## Given data
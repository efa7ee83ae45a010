//! Memory Barrier Helpers
//!
//! Barrier support for device drivers, for the cases where an MMIO
//! write's side effect cannot be confirmed by polling a status
//! register.
//!
//! Cortex-M0+ cores issue memory accesses in program order, so most
//! driver sequences need no explicit ordering; where a completion flag
//! exists (a RESET_DONE or SELECTED register), polling it is both the
//! barrier and the proof. [`dsb`] covers the remainder: writes whose
//! effect is invisible to the bus, such as enabling a clock through a
//! mux with no status register, where the write must have completed
//! before the newly clocked peripheral is touched.
//!
//! On non-ARM hosts (unit tests) the barrier degrades to a compiler
//! fence so the crates using it stay compilable.

#[cfg(all(target_arch = "arm", target_os = "none"))]
mod imp {
    /// Data Synchronisation Barrier.
    ///
    /// Completes all outstanding memory accesses before continuing.
    #[inline]
    pub fn dsb() {
        // SAFETY: DSB is always safe to execute
        unsafe {
            core::arch::asm!("dsb", options(nostack, preserves_flags));
        }
    }
}

#[cfg(not(all(target_arch = "arm", target_os = "none")))]
mod imp {
    use core::sync::atomic::{Ordering, fence};

    /// Host stand-in for the ARMv6-M DSB instruction.
    #[inline]
    pub fn dsb() {
        fence(Ordering::SeqCst);
    }
}

pub use imp::dsb;
//! # k0-common
//!
//! Shared constants and small helpers for the k0 kernel crates.
//!
//! This crate pins down the architectural facts the rest of the tree
//! relies on — word size, stack alignment, the minimum usable task
//! stack — plus the alignment arithmetic used by the boot path and the
//! allocator.
//!
//! # no_std
//!
//! This crate is `#![no_std]` and has zero dependencies, making it
//! suitable as a foundation crate that all other k0 crates can depend on.

#![no_std]
#![deny(unsafe_op_in_unsafe_fn)]

pub mod align;

/// Machine word size in bytes (ARMv6-M is a 32-bit architecture).
pub const WORD_SIZE: usize = 4;

/// Stack alignment required by AAPCS at public call boundaries.
pub const STACK_ALIGN: usize = 8;

/// Size in bytes of the register frame `switch_context` pushes onto a
/// task stack: r8-r11 and r4-r7, eight words.
pub const SWITCH_FRAME_SIZE: usize = 8 * WORD_SIZE;

/// Smallest stack a task can be created with.
///
/// One switch frame plus enough headroom for the trampoline to call the
/// entry function and for `exit` to run on the dying task's stack.
pub const MIN_TASK_STACK: usize = 256;

/// Default stack size handed to `spawn` when the caller has no opinion.
pub const DEFAULT_TASK_STACK: usize = 1024;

## Work task
In the records above, find each line holding "usize" and copy it.

## Answer to this exercise
pub const WORD_SIZE: usize = 4;
pub const STACK_ALIGN: usize = 8;
pub const SWITCH_FRAME_SIZE: usize = 8 * WORD_SIZE;
pub const MIN_TASK_STACK: usize = 256;
pub const DEFAULT_TASK_STACK: usize = 1024;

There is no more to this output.